§ DIRECTIONS
Show all lines below holding the string "describer".

[MATERIAL TO PROCESS — start]

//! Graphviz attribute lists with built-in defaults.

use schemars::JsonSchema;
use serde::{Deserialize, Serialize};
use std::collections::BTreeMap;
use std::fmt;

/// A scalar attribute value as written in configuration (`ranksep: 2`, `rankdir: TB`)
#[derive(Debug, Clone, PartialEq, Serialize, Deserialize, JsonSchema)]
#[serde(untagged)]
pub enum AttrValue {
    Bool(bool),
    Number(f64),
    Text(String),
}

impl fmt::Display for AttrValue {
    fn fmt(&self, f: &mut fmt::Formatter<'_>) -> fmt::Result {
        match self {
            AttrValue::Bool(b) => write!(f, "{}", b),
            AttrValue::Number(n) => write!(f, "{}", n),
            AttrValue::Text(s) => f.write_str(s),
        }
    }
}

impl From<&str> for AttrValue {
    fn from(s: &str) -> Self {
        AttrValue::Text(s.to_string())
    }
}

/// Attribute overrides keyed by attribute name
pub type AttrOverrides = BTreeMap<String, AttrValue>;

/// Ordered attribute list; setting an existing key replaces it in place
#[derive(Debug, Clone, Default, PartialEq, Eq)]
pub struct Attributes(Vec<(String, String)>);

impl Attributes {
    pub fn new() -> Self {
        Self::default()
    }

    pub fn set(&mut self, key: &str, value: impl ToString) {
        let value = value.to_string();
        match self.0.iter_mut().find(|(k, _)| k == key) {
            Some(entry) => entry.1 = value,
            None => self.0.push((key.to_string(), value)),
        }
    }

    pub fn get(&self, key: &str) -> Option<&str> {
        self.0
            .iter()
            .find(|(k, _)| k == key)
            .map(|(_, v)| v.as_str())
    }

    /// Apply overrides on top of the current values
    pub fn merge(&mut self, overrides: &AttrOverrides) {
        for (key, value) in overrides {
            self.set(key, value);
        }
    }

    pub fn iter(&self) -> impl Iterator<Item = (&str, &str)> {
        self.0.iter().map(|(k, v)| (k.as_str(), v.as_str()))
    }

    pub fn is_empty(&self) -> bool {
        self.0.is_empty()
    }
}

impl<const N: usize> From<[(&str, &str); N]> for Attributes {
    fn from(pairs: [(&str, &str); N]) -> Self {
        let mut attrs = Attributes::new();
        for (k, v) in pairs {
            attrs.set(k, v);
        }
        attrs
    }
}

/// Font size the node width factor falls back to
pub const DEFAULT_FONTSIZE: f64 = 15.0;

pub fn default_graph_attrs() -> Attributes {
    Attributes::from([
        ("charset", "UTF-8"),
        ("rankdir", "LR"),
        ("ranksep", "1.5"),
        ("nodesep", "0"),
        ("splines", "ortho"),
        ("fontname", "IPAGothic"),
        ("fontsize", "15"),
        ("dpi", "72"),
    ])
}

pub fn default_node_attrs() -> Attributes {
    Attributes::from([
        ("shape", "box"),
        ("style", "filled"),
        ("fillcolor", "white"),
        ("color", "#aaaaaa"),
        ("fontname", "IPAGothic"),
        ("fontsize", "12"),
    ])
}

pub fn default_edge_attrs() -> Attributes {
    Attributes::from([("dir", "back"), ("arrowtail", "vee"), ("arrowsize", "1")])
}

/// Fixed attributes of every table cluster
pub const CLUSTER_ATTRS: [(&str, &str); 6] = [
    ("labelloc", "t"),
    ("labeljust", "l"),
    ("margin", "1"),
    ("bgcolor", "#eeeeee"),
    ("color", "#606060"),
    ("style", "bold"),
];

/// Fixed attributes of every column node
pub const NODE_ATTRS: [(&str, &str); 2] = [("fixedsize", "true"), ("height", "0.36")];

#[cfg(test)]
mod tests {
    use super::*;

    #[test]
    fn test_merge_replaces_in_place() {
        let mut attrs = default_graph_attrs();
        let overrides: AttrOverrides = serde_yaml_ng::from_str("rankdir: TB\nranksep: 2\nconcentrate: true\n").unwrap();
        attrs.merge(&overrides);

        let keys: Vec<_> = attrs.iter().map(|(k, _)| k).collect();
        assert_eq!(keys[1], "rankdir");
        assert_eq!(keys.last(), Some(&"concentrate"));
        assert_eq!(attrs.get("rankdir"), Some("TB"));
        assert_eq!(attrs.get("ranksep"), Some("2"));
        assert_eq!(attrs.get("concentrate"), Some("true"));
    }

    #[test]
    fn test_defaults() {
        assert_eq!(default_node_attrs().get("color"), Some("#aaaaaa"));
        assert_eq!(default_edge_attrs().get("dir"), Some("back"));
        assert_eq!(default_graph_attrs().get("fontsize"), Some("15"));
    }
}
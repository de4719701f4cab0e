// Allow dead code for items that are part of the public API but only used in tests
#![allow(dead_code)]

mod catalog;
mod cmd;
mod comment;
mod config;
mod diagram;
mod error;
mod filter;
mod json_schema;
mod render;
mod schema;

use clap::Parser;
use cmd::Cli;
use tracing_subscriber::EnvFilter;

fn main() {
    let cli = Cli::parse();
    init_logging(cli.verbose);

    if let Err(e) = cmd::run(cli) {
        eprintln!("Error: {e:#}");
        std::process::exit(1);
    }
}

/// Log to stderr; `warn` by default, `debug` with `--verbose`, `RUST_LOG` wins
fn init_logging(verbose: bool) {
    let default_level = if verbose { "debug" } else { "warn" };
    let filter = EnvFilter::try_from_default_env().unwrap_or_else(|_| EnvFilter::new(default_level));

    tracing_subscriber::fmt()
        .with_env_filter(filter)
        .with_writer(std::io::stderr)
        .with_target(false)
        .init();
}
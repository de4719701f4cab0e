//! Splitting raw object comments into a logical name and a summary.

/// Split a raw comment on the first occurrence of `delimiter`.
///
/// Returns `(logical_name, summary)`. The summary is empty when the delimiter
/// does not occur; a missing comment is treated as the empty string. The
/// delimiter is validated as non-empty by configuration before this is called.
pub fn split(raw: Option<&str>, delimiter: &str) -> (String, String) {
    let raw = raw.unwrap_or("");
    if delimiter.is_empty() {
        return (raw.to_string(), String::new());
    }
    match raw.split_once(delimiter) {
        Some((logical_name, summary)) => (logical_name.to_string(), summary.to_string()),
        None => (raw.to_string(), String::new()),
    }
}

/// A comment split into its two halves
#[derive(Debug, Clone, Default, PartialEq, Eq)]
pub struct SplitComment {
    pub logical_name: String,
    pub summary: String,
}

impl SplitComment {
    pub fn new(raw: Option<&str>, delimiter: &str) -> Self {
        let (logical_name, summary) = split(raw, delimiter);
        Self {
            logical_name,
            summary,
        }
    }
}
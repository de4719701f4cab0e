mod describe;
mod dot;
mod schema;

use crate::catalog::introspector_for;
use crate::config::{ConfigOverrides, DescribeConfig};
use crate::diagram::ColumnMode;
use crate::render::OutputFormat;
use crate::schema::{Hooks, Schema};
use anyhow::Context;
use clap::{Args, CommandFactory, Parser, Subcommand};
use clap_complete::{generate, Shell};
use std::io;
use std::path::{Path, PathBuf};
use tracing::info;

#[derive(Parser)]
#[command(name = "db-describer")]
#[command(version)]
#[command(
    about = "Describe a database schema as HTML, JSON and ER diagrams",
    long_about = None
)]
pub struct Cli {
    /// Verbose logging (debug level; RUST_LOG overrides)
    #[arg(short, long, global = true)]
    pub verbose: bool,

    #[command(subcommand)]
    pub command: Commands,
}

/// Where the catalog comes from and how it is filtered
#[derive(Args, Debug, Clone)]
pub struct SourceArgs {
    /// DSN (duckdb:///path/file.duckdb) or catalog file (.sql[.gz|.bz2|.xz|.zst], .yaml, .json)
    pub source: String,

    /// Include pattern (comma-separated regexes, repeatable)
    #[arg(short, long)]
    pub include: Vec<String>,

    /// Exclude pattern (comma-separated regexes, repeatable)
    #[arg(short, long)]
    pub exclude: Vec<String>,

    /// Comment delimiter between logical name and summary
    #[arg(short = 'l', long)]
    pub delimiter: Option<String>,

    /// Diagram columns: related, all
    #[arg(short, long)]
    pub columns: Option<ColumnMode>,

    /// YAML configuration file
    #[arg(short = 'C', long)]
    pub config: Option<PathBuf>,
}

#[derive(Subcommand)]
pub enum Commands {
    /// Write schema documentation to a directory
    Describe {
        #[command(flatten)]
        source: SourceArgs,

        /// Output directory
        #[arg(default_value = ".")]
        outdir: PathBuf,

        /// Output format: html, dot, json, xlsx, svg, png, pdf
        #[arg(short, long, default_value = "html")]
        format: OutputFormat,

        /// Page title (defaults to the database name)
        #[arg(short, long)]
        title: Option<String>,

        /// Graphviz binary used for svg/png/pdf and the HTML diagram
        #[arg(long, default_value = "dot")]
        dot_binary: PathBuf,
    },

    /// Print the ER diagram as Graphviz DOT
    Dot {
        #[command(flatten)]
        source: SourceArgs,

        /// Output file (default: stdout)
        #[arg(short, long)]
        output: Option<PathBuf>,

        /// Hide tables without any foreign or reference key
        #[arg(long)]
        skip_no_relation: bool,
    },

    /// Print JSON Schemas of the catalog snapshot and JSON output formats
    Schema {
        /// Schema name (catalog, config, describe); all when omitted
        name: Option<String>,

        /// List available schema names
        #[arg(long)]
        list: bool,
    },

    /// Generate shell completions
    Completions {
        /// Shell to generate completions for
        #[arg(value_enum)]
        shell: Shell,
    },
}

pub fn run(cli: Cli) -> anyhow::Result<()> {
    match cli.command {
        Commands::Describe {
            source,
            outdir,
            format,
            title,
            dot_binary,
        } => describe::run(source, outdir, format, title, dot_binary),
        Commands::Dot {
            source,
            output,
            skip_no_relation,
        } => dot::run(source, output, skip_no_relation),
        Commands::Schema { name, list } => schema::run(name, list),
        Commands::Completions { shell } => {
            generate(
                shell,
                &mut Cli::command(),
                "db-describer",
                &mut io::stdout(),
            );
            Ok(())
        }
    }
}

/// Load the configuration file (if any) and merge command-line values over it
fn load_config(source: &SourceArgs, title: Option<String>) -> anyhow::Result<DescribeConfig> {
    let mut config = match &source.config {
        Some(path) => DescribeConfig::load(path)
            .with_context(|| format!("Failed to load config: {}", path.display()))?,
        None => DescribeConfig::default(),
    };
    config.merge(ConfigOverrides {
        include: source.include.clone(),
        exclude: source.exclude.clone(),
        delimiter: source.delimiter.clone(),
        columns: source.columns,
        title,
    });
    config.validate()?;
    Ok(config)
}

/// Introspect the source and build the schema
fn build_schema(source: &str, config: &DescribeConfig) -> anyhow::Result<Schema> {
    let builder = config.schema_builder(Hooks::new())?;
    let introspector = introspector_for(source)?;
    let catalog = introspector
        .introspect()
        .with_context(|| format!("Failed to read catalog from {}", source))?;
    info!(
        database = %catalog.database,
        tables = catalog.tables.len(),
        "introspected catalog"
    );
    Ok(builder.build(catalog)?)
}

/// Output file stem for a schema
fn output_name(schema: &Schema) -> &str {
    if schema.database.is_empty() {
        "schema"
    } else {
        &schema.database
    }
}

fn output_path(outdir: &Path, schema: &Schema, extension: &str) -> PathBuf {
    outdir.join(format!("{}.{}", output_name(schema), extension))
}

[MATERIAL TO PROCESS — finish]

§ ANSWER TO THE EXERCISE
#[command(name = "db-describer")]
                "db-describer",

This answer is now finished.